Washington DC region’s police-fire chiefs earn more than state governors www.privateofficer.com
Washington DC June 6 2011 The Washington region’s police and fire chiefs take home six-figure salaries, with many earning more than their state governors and the president’s closest advisers.
D.C. Police Chief Cathy Lanier wins the prize for the region’s highest-paid top cop with her $253,000 annual salary. The next-closest is Montgomery County Police Chief Thomas Manger, who will earn $216,600 this year. Montgomery County Fire Chief Richard Bowers is the region’s highest-paid firefighter, taking home $190,000. That’s just $3,000 more than D.C. Fire Chief Kenneth Ellerbe and $15,000 more than the salary for Fairfax County’s fire chief.

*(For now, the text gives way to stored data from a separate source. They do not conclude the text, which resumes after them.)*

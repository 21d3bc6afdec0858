//! Webhook payloads and response interpretation.

use checks::{TriggerAck, TriggerError, TriggerIntent, TriggerRequest};
use serde::{Deserialize, Serialize};

/// Acknowledgement used when the endpoint does not report its own messages.
pub const SUBMITTED_MESSAGE: &str = "Job has been submitted to the pipeline";

/// `patchSetNumber` is a number for check runs and a string for merges.
#[derive(Debug, Clone, PartialEq, Eq, Serialize)]
#[serde(untagged)]
pub enum PatchSetNumber {
    Number(u64),
    Text(String),
}

/// Body posted to the pipeline webhook.
#[derive(Debug, Clone, PartialEq, Eq, Serialize)]
#[serde(rename_all = "camelCase")]
pub struct TriggerPayload<'a> {
    pub repo_root: &'a str,
    pub project: &'a str,
    pub change_number: String,
    pub patch_set_number: PatchSetNumber,
    #[serde(rename = "checkerUUID")]
    pub checker_uuid: &'a str,
}

impl<'a> TriggerPayload<'a> {
    pub fn new(intent: TriggerIntent, request: &'a TriggerRequest) -> Self {
        let patch_set = request.patch_set.as_u64();
        TriggerPayload {
            repo_root: &request.repo_root,
            project: request.project.as_str(),
            change_number: request.change_number.to_string(),
            patch_set_number: match intent {
                TriggerIntent::Create => PatchSetNumber::Number(patch_set),
                TriggerIntent::Merge => PatchSetNumber::Text(patch_set.to_string()),
            },
            checker_uuid: request
                .checker_uuid
                .as_ref()
                .map(|uuid| uuid.as_str())
                .unwrap_or_default(),
        }
    }
}

#[derive(Debug, Deserialize)]
#[serde(rename_all = "camelCase")]
struct ResponseBody {
    #[serde(default)]
    messages: Option<Vec<String>>,
    #[serde(default)]
    details_url: Option<String>,
    #[serde(default)]
    irrelevant: bool,
    #[serde(default, rename = "eventID")]
    event_id: Option<String>,
}

/// Interprets a 2xx response body.
///
/// A body with `irrelevant: true` is the not-applicable sentinel. A body
/// carrying `messages` is taken as is, even when the list is empty. A body
/// that is not a JSON object is a plain receipt and yields
/// [`SUBMITTED_MESSAGE`]. A JSON object of the wrong shape is
/// [`TriggerError::Decode`].
pub fn parse_ack(body: &[u8]) -> Result<TriggerAck, TriggerError> {
    let value = match serde_json::from_slice::<serde_json::Value>(body) {
        Ok(value) if value.is_object() => value,
        _ => {
            return Ok(TriggerAck {
                messages: vec![SUBMITTED_MESSAGE.to_string()],
                details_url: None,
            })
        }
    };

    let parsed: ResponseBody =
        serde_json::from_value(value).map_err(|err| TriggerError::Decode {
            message: err.to_string(),
        })?;
    if parsed.irrelevant {
        return Err(TriggerError::Irrelevant);
    }

    let messages = match (parsed.messages, parsed.event_id) {
        (Some(messages), _) => messages,
        (None, Some(event)) => vec![format!("{SUBMITTED_MESSAGE} (event {event})")],
        (None, None) => vec![SUBMITTED_MESSAGE.to_string()],
    };
    Ok(TriggerAck {
        messages,
        details_url: parsed.details_url,
    })
}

By comparison, the salaries for President Obama’s Chief of Staff William Daley, spokesman Jay Carney and other advisers are capped at about $172,000. Maryland Gov. Martin O’Malley makes less than all but one top public safety official in the area with his $150,000 annual salary. Virginia Gov. Bob McDonnell earns a $175,000 salary — the same as Fairfax County Fire Chief Ronald Mastin.
Police chief salaries: D.C.: $253,000
Montgomery County: $216,000
Prince George’s County: $180,000
Fairfax County: $176,000
Arlington County: $175,000
Prince William County: $156,000
City of Alexandria: $148,000
Fire chief salaries:
Montgomery County: $190,000
Fairfax County: $175,000
Prince George’s County: $165,000
Arlington County: $164,000
City of Alexandria: $148,000
*The Prince William County fire department did not provide salary data for its fire chief by deadline.
“There’s no explanation for why we’re paying some [city officials] more than members of the federal Cabinet,” at-large D.C. Councilman Phil Mendelson said at a recent council hearing, expressing his frustration over a lack of justification for some of the city’s high salaries.
Some county officials defended the high salaries as critical to attracting people to do tough jobs.
Montgomery County Executive Ike Leggett’s office was direct with its support of Bowers’ salary.
“Chief Bowers runs the largest combination service [with Fairfax] in the national capital region,” Leggett spokesman Patrick Lacefield said in an email to The Washington Examiner. “The county is lucky to have him and he’s worth every penny.”
Montgomery County Councilman Roger Berliner was also supportive of Bower.
“We’re well served by him and if his salary is comparable to the salary for the D.C. fire chief, given our population and demand, that’s pretty good,” Berliner said.
But in other cases, the high salaries irk the rank-and-file officers.
Lanier’s salary has grown from $175,000 to $253,000 since she was named police chief by former Mayor Adrian Fenty in January 2007. The steady climb has police union chief Kris Baumann fuming.
“It is indefensible that we have 400 fewer cops on the street and are continuing to lose officers at an alarming rate, while at the same time, the chief has increased her compensation by over 35 percent in the past three years,” Baumann said. “The chief has taken no responsibility for the loss of officers, but has admitted that the decrease had made the city unsafe.”
Earlier this year, Lanier said it would mean “trouble” for the District if the number of sworn officers fell below 3,800. The force currently has about 3,850 sworn members and is losing about 15 a month to attrition.
Mayor Vincent Gray’s administration defended Lanier’s and Ellerbe’s salaries at a recent D.C. Council hearing, saying the chief’s annual income was the product of a “market analysis” that took into account the District’s unique status as being “not quite a state and more than a municipality.”
D.C. Council Chairman Kwame Brown said the salary for the chiefs has always been higher than other areas.
“The real question is, what are we getting in return,” Brown said. “That’s what residents want to know.”